### Action item
Set down exactly the lines below between the line holding "self.executor.execute_task(&task, &ctx).await" and the line holding "let error = result", inclusive; no other line belongs in the answer.

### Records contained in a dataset
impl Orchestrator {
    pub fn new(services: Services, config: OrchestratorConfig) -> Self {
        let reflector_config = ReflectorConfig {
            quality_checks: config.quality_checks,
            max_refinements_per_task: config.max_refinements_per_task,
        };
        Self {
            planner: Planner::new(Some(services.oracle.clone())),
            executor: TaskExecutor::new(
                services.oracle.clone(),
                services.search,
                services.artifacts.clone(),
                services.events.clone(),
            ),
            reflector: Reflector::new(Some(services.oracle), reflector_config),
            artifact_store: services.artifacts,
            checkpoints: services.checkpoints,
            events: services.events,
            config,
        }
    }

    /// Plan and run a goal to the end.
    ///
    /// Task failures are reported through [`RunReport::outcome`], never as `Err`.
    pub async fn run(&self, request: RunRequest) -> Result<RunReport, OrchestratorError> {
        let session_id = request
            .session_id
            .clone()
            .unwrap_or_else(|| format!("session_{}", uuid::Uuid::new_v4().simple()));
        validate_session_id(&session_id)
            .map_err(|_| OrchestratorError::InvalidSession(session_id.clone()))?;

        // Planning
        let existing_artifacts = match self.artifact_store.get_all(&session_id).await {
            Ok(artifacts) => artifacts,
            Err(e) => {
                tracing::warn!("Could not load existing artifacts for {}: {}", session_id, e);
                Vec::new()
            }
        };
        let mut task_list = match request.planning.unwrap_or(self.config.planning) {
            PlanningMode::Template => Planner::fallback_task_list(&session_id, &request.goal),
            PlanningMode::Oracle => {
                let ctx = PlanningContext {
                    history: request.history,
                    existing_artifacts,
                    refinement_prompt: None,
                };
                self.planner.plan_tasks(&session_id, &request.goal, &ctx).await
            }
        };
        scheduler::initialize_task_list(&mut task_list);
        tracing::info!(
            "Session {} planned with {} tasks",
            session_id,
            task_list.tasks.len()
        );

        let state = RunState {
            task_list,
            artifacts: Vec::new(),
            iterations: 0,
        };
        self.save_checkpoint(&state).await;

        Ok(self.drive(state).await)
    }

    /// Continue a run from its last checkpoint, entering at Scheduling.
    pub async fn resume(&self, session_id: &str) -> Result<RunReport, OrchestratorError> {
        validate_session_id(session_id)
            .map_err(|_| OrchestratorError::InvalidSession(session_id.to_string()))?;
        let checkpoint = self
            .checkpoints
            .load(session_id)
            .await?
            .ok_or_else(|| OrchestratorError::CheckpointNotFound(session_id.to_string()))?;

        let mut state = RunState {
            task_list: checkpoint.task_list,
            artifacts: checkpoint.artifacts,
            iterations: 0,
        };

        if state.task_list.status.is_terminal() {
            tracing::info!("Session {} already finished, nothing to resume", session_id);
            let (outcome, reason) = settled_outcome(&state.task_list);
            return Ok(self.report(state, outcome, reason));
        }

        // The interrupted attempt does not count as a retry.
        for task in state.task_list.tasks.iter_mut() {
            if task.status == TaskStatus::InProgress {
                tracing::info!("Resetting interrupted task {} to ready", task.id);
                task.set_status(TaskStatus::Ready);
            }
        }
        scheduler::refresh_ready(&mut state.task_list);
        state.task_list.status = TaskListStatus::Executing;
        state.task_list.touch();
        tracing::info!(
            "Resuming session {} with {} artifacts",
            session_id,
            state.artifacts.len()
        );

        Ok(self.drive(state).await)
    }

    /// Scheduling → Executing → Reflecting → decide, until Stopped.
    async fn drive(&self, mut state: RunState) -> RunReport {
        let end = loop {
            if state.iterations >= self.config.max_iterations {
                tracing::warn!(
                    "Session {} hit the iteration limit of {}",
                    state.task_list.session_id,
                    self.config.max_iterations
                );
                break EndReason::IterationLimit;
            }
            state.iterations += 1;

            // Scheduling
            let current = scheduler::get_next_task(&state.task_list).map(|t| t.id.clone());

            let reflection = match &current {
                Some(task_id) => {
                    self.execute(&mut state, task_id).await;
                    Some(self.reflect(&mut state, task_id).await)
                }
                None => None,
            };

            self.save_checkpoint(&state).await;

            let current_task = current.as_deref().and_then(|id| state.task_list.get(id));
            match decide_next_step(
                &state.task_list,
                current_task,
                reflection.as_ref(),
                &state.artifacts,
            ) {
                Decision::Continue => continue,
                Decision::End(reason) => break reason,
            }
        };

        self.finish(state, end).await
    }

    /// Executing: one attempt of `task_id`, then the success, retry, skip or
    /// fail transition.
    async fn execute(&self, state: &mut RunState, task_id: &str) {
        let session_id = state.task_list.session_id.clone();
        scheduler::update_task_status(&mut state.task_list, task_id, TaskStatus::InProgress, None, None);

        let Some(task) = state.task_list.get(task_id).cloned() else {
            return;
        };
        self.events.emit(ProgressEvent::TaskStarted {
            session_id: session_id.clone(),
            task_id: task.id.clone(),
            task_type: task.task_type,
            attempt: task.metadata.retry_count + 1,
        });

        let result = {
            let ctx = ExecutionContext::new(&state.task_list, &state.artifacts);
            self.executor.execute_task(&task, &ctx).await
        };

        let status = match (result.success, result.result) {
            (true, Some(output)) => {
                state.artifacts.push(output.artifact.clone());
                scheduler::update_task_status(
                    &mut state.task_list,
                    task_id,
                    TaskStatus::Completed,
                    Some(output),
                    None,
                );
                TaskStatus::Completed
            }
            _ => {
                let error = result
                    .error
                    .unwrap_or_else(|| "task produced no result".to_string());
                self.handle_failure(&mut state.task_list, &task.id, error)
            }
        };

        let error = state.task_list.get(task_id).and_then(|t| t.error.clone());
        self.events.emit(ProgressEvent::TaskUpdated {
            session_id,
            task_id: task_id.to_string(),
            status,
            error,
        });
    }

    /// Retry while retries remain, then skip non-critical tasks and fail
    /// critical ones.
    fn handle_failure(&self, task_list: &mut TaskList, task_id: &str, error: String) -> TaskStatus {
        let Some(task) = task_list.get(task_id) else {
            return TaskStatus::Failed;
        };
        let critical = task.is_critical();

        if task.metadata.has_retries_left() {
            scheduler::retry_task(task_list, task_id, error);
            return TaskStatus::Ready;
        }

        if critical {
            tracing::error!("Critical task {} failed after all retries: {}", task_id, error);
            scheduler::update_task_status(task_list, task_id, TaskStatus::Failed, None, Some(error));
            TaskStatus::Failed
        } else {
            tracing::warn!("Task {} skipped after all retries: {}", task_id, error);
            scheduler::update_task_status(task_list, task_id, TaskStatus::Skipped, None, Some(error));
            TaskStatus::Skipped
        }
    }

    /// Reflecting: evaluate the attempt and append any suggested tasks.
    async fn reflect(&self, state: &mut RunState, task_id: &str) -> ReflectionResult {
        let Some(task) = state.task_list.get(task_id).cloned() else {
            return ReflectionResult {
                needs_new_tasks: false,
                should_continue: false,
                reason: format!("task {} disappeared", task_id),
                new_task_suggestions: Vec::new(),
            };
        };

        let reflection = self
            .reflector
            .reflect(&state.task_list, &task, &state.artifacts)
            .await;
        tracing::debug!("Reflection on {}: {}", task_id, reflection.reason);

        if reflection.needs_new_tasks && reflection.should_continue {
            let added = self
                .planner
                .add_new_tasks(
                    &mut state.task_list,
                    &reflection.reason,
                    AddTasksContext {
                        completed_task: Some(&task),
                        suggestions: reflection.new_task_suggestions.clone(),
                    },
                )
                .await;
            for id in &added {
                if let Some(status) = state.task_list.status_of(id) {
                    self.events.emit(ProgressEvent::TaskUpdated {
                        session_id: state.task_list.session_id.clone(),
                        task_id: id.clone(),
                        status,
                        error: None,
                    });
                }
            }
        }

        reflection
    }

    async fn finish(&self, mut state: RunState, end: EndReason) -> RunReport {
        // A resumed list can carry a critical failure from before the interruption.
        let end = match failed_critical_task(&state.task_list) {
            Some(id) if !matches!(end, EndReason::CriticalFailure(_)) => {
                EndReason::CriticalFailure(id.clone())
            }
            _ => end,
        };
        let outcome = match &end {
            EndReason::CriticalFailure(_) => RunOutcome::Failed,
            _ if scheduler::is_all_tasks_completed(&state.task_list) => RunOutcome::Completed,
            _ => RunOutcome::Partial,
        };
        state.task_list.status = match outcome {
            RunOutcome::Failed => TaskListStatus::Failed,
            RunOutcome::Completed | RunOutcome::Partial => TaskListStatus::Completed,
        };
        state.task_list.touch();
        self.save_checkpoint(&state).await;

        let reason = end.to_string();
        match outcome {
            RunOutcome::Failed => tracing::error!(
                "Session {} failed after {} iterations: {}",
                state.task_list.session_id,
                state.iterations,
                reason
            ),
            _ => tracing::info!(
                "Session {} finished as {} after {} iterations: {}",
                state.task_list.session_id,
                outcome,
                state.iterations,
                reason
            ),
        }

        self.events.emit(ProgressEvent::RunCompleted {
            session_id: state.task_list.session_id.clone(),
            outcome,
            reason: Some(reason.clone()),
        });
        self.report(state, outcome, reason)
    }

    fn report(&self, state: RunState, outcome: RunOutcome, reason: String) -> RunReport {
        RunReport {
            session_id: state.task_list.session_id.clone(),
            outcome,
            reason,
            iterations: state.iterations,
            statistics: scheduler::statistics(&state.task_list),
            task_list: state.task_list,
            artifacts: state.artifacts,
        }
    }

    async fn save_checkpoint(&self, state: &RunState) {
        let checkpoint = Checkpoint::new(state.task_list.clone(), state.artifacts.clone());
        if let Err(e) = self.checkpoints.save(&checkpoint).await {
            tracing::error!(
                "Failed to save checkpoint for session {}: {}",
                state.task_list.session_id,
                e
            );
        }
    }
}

### Written response
            self.executor.execute_task(&task, &ctx).await
        };

        let status = match (result.success, result.result) {
            (true, Some(output)) => {
                state.artifacts.push(output.artifact.clone());
                scheduler::update_task_status(
                    &mut state.task_list,
                    task_id,
                    TaskStatus::Completed,
                    Some(output),
                    None,
                );
                TaskStatus::Completed
            }
            _ => {
                let error = result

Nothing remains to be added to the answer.